Crédit Agricole and Société Générale announced this week they have come to a preliminary agreement to merge their asset management operations. Crédit Agricole is expected to own 70% of the new asset management entity and merge SocGen’s European and Asian operations with its own. SocGen will own the remaining 30%. This follows SocGen’s sale of its UK asset management arm to GLG partners.
Asset management groups across Europe find themselves running dramatically smaller pots of money in the face of market depreciation and outflows. We expect continued consolidation among asset managers and a rationalization of fund line-ups that were allowed to b
ecome bloated during the bull run. You can read more on this story here.

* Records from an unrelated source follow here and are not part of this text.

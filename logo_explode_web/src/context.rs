// Copyright 2026 the Logo Explode Authors
// SPDX-License-Identifier: Apache-2.0 OR MIT

//! Engine state shared by every listener and session.

use std::cell::{Cell, RefCell};

use gloo::events::EventListener;
use logo_explode_core::config::EngineConfig;
use logo_explode_core::hooks::HookRegistry;
use logo_explode_core::trace::{NoopSink, TraceSink, Tracer};

use crate::fetch::{HttpPageSource, PageSource};
use crate::navigate::{BrowserNavigator, Navigator};

/// Everything the engine needs, passed explicitly instead of living in
/// globals.
///
/// Shared as `Rc<EngineContext>`; listeners hold a `Weak` to it.
pub struct EngineContext {
    config: EngineConfig,
    navigator: Box<dyn Navigator>,
    pages: Box<dyn PageSource>,
    sink: RefCell<Box<dyn TraceSink>>,
    hooks: RefCell<HookRegistry<js_sys::Function>>,
    /// Click listeners on the current sources. Replaced wholesale on bind.
    listeners: RefCell<Vec<EventListener>>,
    /// Listeners that live as long as the engine.
    resident: RefCell<Vec<EventListener>>,
    active_id: RefCell<Option<String>>,
    arrival_id: RefCell<Option<String>>,
    sessions: Cell<u32>,
    /// A swap has pushed a history entry since the page was loaded.
    swapped: Cell<bool>,
}

impl core::fmt::Debug for EngineContext {
    fn fmt(&self, f: &mut core::fmt::Formatter<'_>) -> core::fmt::Result {
        f.debug_struct("EngineContext")
            .field("config", &self.config)
            .field("hooks", &self.hooks.borrow().len())
            .field("bound", &self.listeners.borrow().len())
            .field("active_id", &self.active_id.borrow())
            .finish_non_exhaustive()
    }
}

impl EngineContext {
    /// A context that talks to the real browser.
    #[must_use]
    pub fn new(config: EngineConfig) -> Self {
        let pages = HttpPageSource::new(config.fetch_timeout_ms);
        Self::with_parts(config, Box::new(BrowserNavigator), Box::new(pages))
    }

    /// A context with caller-supplied navigation and page loading.
    #[must_use]
    pub fn with_parts(
        config: EngineConfig,
        navigator: Box<dyn Navigator>,
        pages: Box<dyn PageSource>,
    ) -> Self {
        Self {
            config,
            navigator,
            pages,
            sink: RefCell::new(Box::new(NoopSink)),
            hooks: RefCell::new(HookRegistry::new()),
            listeners: RefCell::new(Vec::new()),
            resident: RefCell::new(Vec::new()),
            active_id: RefCell::new(None),
            arrival_id: RefCell::new(None),
            sessions: Cell::new(0),
            swapped: Cell::new(false),
        }
    }

    /// Replaces the trace sink.
    pub fn set_sink(&self, sink: Box<dyn TraceSink>) {
        *self.sink.borrow_mut() = sink;
    }

    /// Effective configuration.
    #[must_use]
    pub fn config(&self) -> &EngineConfig {
        &self.config
    }

    /// Id of the most recently started session, if any.
    ///
    /// Advisory only; nothing is serialized on it.
    #[must_use]
    pub fn active_transition_id(&self) -> Option<String> {
        self.active_id.borrow().clone()
    }

    /// Transition id this page was arrived at with, if any.
    #[must_use]
    pub fn arrival_transition_id(&self) -> Option<String> {
        self.arrival_id.borrow().clone()
    }

    /// Number of sources with a live click listener.
    #[must_use]
    pub fn bound_count(&self) -> usize {
        self.listeners.borrow().len()
    }

    /// Number of sessions started so far.
    #[must_use]
    pub fn sessions_started(&self) -> u32 {
        self.sessions.get()
    }

    /// Adds or replaces the hook called `name`.
    ///
    /// Returns `true` if a hook with that name was replaced.
    pub fn register_hook(
        &self,
        name: &str,
        callback: js_sys::Function,
        script_pattern: Option<String>,
    ) -> bool {
        self.hooks
            .borrow_mut()
            .register(name, script_pattern, callback)
            .is_some()
    }

    /// Removes the hook called `name`.
    pub fn unregister_hook(&self, name: &str) -> bool {
        self.hooks.borrow_mut().unregister(name).is_some()
    }

    pub(crate) fn navigator(&self) -> &dyn Navigator {
        &*self.navigator
    }

    pub(crate) fn pages(&self) -> &dyn PageSource {
        &*self.pages
    }

    pub(crate) fn hooks(&self) -> &RefCell<HookRegistry<js_sys::Function>> {
        &self.hooks
    }

    pub(crate) fn begin_session(&self, id: &str) {
        *self.active_id.borrow_mut() = Some(id.to_owned());
        self.sessions.set(self.sessions.get() + 1);
    }

    pub(crate) fn mark_swapped(&self) {
        self.swapped.set(true);
    }

    /// Whether the document in memory came from a swap rather than a load.
    pub(crate) fn has_swapped(&self) -> bool {
        self.swapped.get()
    }

    pub(crate) fn set_arrival_id(&self, id: Option<String>) {
        *self.arrival_id.borrow_mut() = id;
    }

    /// Drops every click listener and installs `listeners` instead.
    pub(crate) fn replace_listeners(&self, listeners: Vec<EventListener>) {
        // The old listeners are dropped after the borrow ends.
        let old = std::mem::replace(&mut *self.listeners.borrow_mut(), listeners);
        drop(old);
    }

    pub(crate) fn keep(&self, listener: EventListener) {
        self.resident.borrow_mut().push(listener);
    }

    /// Runs `f` with a tracer bound to the current sink.
    pub(crate) fn trace(&self, f: impl FnOnce(&mut Tracer<'_>)) {
        let mut sink = self.sink.borrow_mut();
        let mut tracer = Tracer::new(&mut **sink);
        f(&mut tracer);
    }
}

Henderson bids for struggling New Star
Henderson Global Investors has offered to buy New Star Asset Management for £115 million in a mix of shares and cash. The deal entails £22 million for New Star’s ordinary shareholders, equivalent to 2p per share. This represents a steep fall from the stock’s previous 480p peak close in 2007. Preference shareholders will receive 0.4 Henderson shares and 48.4p for each original share. Henderson will also pay around £20 million to cover the group’s debt. New Star owner John Duffield, who owns about 10% of the company, is not expected to remain following the acquisition. You can read more on this here.
F&C’s Scott extends leave
F&C fund manager Ted Scott has extended his sick leave for a further three months. Scott stepped down from the management of the F&C UK Growth & Income as well as F&C Stewardship Income and F&C Stewardship Growth last November, due to a recurring illness. Scott’s funds will continue to be managed by Phil Doel and Hilary Aldridge. Doel is responsible for the section of large cap stocks across the funds, while Aldridge manages the small and mid cap names. The news creates a degree of uncertainty over if and when Scott--easily the group's most prominent manager--will return.
Allianz to launch European Equity Income fund
Allianz Global Investors will launch a European equity income fund on the back of what the firm says are attractive valuations in the market. Allianz RCM European Equity Income will be sold across the UK and Continental Europe. The fund will invest in dividend-paying European blue chips. The fund will be managed by RCM, the global equity manager of Allianz and will launch in the first half of 2009.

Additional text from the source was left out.